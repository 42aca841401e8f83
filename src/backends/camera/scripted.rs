// SPDX-License-Identifier: GPL-3.0-only

//! Scripted decode engine
//!
//! An in-process engine whose behaviour is driven by the caller instead of
//! hardware. It backs the `--demo` mode and the controller tests: start
//! outcomes are queued up front, decode events and preview frames are
//! injected on demand and every call is recorded for inspection.

use super::DecodeEngine;
use super::types::*;
use std::collections::VecDeque;
use std::sync::{Arc, Mutex, MutexGuard, Weak};
use std::time::{Duration, Instant};
use tracing::{debug, info};

/// How the next `start_session` call resolves
#[derive(Debug, Clone, PartialEq)]
pub enum StartOutcome {
    /// Accept and report `Started` right away
    Succeed,
    /// Accept, then report `Failed` with this error
    Fail(BackendError),
    /// Accept and wait for [`ScriptedEngine::complete_pending`]
    Pending,
    /// Refuse synchronously with this error
    Reject(BackendError),
}

/// A call made into the engine
#[derive(Debug, Clone, PartialEq, Eq)]
pub enum EngineCall {
    Enumerate,
    Start { device_id: String },
    Stop(SessionId),
    Torch { device_id: String, on: bool },
}

struct ScriptedSession {
    id: SessionId,
    events: EventSender,
    preview: FrameSender,
    started: bool,
}

impl ScriptedSession {
    fn send(&mut self, event: SessionEvent) -> bool {
        // A dropped handle means the owner moved on; nothing to deliver to
        self.events.try_send(event).is_ok()
    }
}

#[derive(Default)]
struct Inner {
    devices: Vec<CameraDevice>,
    enumeration_error: Option<BackendError>,
    start_queue: VecDeque<StartOutcome>,
    torch_supported: bool,
    stop_error: Option<BackendError>,
    next_id: SessionId,
    sessions: Vec<ScriptedSession>,
    calls: Vec<EngineCall>,
}

/// Decode engine driven by scripted outcomes
#[derive(Clone, Default)]
pub struct ScriptedEngine {
    inner: Arc<Mutex<Inner>>,
}

impl ScriptedEngine {
    pub fn new() -> Self {
        Self::default()
    }

    /// Engine exposing `devices`
    pub fn with_devices(devices: Vec<CameraDevice>) -> Self {
        let engine = Self::new();
        engine.lock().devices = devices;
        engine
    }

    fn lock(&self) -> MutexGuard<'_, Inner> {
        // A panicking test thread must not wedge the remaining assertions
        self.inner.lock().unwrap_or_else(|e| e.into_inner())
    }

    /// Make every `enumerate_devices` call fail with `error`
    pub fn with_enumeration_error(self, error: BackendError) -> Self {
        self.lock().enumeration_error = Some(error);
        self
    }

    /// Replace the device list seen by later `enumerate_devices` calls
    pub fn set_devices(&self, devices: Vec<CameraDevice>) {
        self.lock().devices = devices;
    }

    /// Queue the outcome of the next unqueued `start_session` call.
    /// An empty queue means [`StartOutcome::Succeed`].
    pub fn queue_start(&self, outcome: StartOutcome) {
        self.lock().start_queue.push_back(outcome);
    }

    pub fn set_torch_supported(&self, supported: bool) {
        self.lock().torch_supported = supported;
    }

    /// The next `stop_session` call reports `error` (the session still ends)
    pub fn fail_next_stop(&self, error: BackendError) {
        self.lock().stop_error = Some(error);
    }

    /// Resolve the oldest session still waiting for acquisition
    pub fn complete_pending(&self, result: Result<(), BackendError>) -> bool {
        let mut inner = self.lock();
        let Some(index) = inner.sessions.iter().position(|s| !s.started) else {
            return false;
        };

        match result {
            Ok(()) => {
                let session = &mut inner.sessions[index];
                session.started = true;
                session.send(SessionEvent::Started)
            }
            Err(error) => {
                let mut session = inner.sessions.remove(index);
                session.send(SessionEvent::Failed(error))
            }
        }
    }

    /// Report a decode on the most recently started session
    pub fn emit_decoded(&self, text: &str) -> bool {
        let mut inner = self.lock();
        match inner.sessions.iter_mut().rev().find(|s| s.started) {
            Some(session) => session.send(SessionEvent::Decoded(DecodedPayload::qr(text))),
            None => false,
        }
    }

    /// Deliver an arbitrary event to a specific live session
    pub fn emit_to(&self, session: SessionId, event: SessionEvent) -> bool {
        let mut inner = self.lock();
        match inner.sessions.iter_mut().find(|s| s.id == session) {
            Some(target) => target.send(event),
            None => false,
        }
    }

    /// Offer a preview frame to the most recently started session
    pub fn push_frame(&self, frame: CameraFrame) -> bool {
        let mut inner = self.lock();
        match inner.sessions.iter_mut().rev().find(|s| s.started) {
            Some(session) => session.preview.try_send(Arc::new(frame)).is_ok(),
            None => false,
        }
    }

    /// Every call made so far, oldest first
    pub fn calls(&self) -> Vec<EngineCall> {
        self.lock().calls.clone()
    }

    /// Sessions that were accepted and not yet stopped or failed
    pub fn active_sessions(&self) -> Vec<SessionId> {
        self.lock().sessions.iter().map(|s| s.id).collect()
    }

    /// Device ids passed to `start_session`, oldest first
    pub fn started_devices(&self) -> Vec<String> {
        self.calls()
            .into_iter()
            .filter_map(|call| match call {
                EngineCall::Start { device_id } => Some(device_id),
                _ => None,
            })
            .collect()
    }

    /// Demo engine with two virtual cameras that keep "seeing" sample codes
    pub fn demo() -> Self {
        let engine = Self::with_devices(vec![
            CameraDevice::new("demo-front", "Demo Camera (front)"),
            CameraDevice::new("demo-back", "Demo Camera (back)"),
        ]);
        engine.set_torch_supported(true);

        let weak = Arc::downgrade(&engine.inner);
        let spawned = std::thread::Builder::new()
            .name("demo-engine".into())
            .spawn(move || run_demo(weak));
        if let Err(e) = spawned {
            tracing::warn!(error = %e, "Failed to spawn demo feed; scans must be injected manually");
        }

        engine
    }
}

const DEMO_PAYLOADS: [&str; 4] = [
    "https://www.rust-lang.org/",
    "WIFI:T:WPA;S:Demo Network;P:correct horse;;",
    "Hello from the demo camera",
    "mailto:someone@example.com?subject=Hello",
];

const DEMO_FRAME_INTERVAL: Duration = Duration::from_millis(100);
const DEMO_SCAN_INTERVAL: Duration = Duration::from_millis(2500);
const DEMO_FRAME_SIZE: (u32, u32) = (160, 120);

/// Feed synthetic frames and periodic decodes until the engine is dropped
fn run_demo(inner: Weak<Mutex<Inner>>) {
    info!("Demo feed running");
    let mut tick: u32 = 0;
    let mut last_scan = Instant::now();
    let mut payload_index = 0;

    loop {
        std::thread::sleep(DEMO_FRAME_INTERVAL);
        let Some(inner) = inner.upgrade() else {
            break;
        };
        let engine = ScriptedEngine { inner };
        tick = tick.wrapping_add(1);

        let (width, height) = DEMO_FRAME_SIZE;
        engine.push_frame(CameraFrame::gray(width, height, demo_pattern(width, height, tick)));

        if last_scan.elapsed() >= DEMO_SCAN_INTERVAL {
            last_scan = Instant::now();
            let payload = DEMO_PAYLOADS[payload_index % DEMO_PAYLOADS.len()];
            if engine.emit_decoded(payload) {
                debug!(payload, "Demo decode emitted");
                payload_index += 1;
            }
        }
    }
    info!("Demo feed stopped");
}

/// Moving diagonal stripes with a dark square in the middle
fn demo_pattern(width: u32, height: u32, tick: u32) -> Vec<u8> {
    let mut data = Vec::with_capacity((width * height) as usize);
    let (cx, cy) = (width / 2, height / 2);
    let half = width.min(height) / 5;

    for y in 0..height {
        for x in 0..width {
            let in_target = x.abs_diff(cx) < half && y.abs_diff(cy) < half;
            let value = if in_target {
                if ((x / 4) + (y / 4)) % 2 == 0 { 20 } else { 230 }
            } else {
                let stripe = (x + y + tick * 2) % 32;
                (90 + stripe * 3) as u8
            };
            data.push(value);
        }
    }
    data
}

impl DecodeEngine for ScriptedEngine {
    fn enumerate_devices(&self) -> BackendResult<Vec<CameraDevice>> {
        let mut inner = self.lock();
        inner.calls.push(EngineCall::Enumerate);
        match &inner.enumeration_error {
            Some(error) => Err(error.clone()),
            None => Ok(inner.devices.clone()),
        }
    }

    fn start_session(
        &mut self,
        device_id: &str,
        _config: &ScanConfig,
    ) -> BackendResult<SessionHandle> {
        let mut inner = self.lock();
        inner.calls.push(EngineCall::Start {
            device_id: device_id.to_string(),
        });

        if !inner.devices.iter().any(|d| d.id == device_id) {
            return Err(BackendError::DeviceNotFound(device_id.to_string()));
        }
        let outcome = inner.start_queue.pop_front().unwrap_or(StartOutcome::Succeed);

        inner.next_id += 1;
        let id = inner.next_id;
        let (events, event_rx) = session_channel();
        let (preview, preview_rx) = preview_channel();
        let mut session = ScriptedSession {
            id,
            events,
            preview,
            started: false,
        };

        match outcome {
            StartOutcome::Succeed => {
                session.started = true;
                session.send(SessionEvent::Started);
                inner.sessions.push(session);
            }
            StartOutcome::Fail(error) => {
                session.send(SessionEvent::Failed(error));
            }
            StartOutcome::Pending => inner.sessions.push(session),
            StartOutcome::Reject(error) => {
                inner.next_id -= 1;
                return Err(error);
            }
        }

        debug!(session = id, device_id, "Scripted session accepted");
        Ok(SessionHandle {
            id,
            device_id: device_id.to_string(),
            events: event_rx,
            preview: Some(preview_rx),
        })
    }

    fn stop_session(&mut self, session: SessionId) -> BackendResult<()> {
        let mut inner = self.lock();
        inner.calls.push(EngineCall::Stop(session));
        inner.sessions.retain(|s| s.id != session);
        match inner.stop_error.take() {
            Some(error) => Err(error),
            None => Ok(()),
        }
    }

    fn apply_torch(&mut self, device_id: &str, on: bool) -> BackendResult<()> {
        let mut inner = self.lock();
        inner.calls.push(EngineCall::Torch {
            device_id: device_id.to_string(),
            on,
        });
        if inner.torch_supported {
            Ok(())
        } else {
            Err(BackendError::Unsupported("torch".to_string()))
        }
    }

    fn name(&self) -> &'static str {
        "scripted"
    }
}

#[cfg(test)]
mod tests {
    use super::*;

    fn engine() -> ScriptedEngine {
        ScriptedEngine::with_devices(vec![CameraDevice::new("cam0", "Front")])
    }

    #[test]
    fn test_default_start_reports_started() {
        let mut engine = engine();
        let mut handle = engine
            .start_session("cam0", &ScanConfig::default())
            .unwrap();
        assert_eq!(handle.try_next_event(), Some(SessionEvent::Started));
        assert_eq!(engine.active_sessions(), vec![handle.id]);
    }

    #[test]
    fn test_pending_start_completes_later() {
        let mut engine = engine();
        engine.queue_start(StartOutcome::Pending);
        let mut handle = engine
            .start_session("cam0", &ScanConfig::default())
            .unwrap();
        assert_eq!(handle.try_next_event(), None);

        assert!(engine.complete_pending(Err(BackendError::PermissionDenied("no".into()))));
        assert!(matches!(
            handle.try_next_event(),
            Some(SessionEvent::Failed(BackendError::PermissionDenied(_)))
        ));
        assert!(engine.active_sessions().is_empty());
    }

    #[test]
    fn test_unknown_device_is_rejected() {
        let mut engine = engine();
        let result = engine.start_session("cam9", &ScanConfig::default());
        assert!(matches!(result, Err(BackendError::DeviceNotFound(_))));
    }

    #[test]
    fn test_unknown_device_keeps_queued_outcome() {
        let mut engine = engine();
        engine.queue_start(StartOutcome::Pending);
        assert!(engine.start_session("cam9", &ScanConfig::default()).is_err());

        let mut handle = engine
            .start_session("cam0", &ScanConfig::default())
            .unwrap();
        assert_eq!(handle.try_next_event(), None);
        assert!(engine.complete_pending(Ok(())));
        assert_eq!(handle.try_next_event(), Some(SessionEvent::Started));
    }

    #[test]
    fn test_events_after_stop_are_not_delivered() {
        let mut engine = engine();
        let handle = engine
            .start_session("cam0", &ScanConfig::default())
            .unwrap();
        engine.stop_session(handle.id).unwrap();
        assert!(!engine.emit_decoded("late"));
    }

    #[test]
    fn test_demo_pattern_size() {
        assert_eq!(demo_pattern(16, 8, 3).len(), 128);
    }
}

==============================

• _Task directions_
Within this listing, how many lines hold "means"? Give the number alone.

• _Result for this task_
2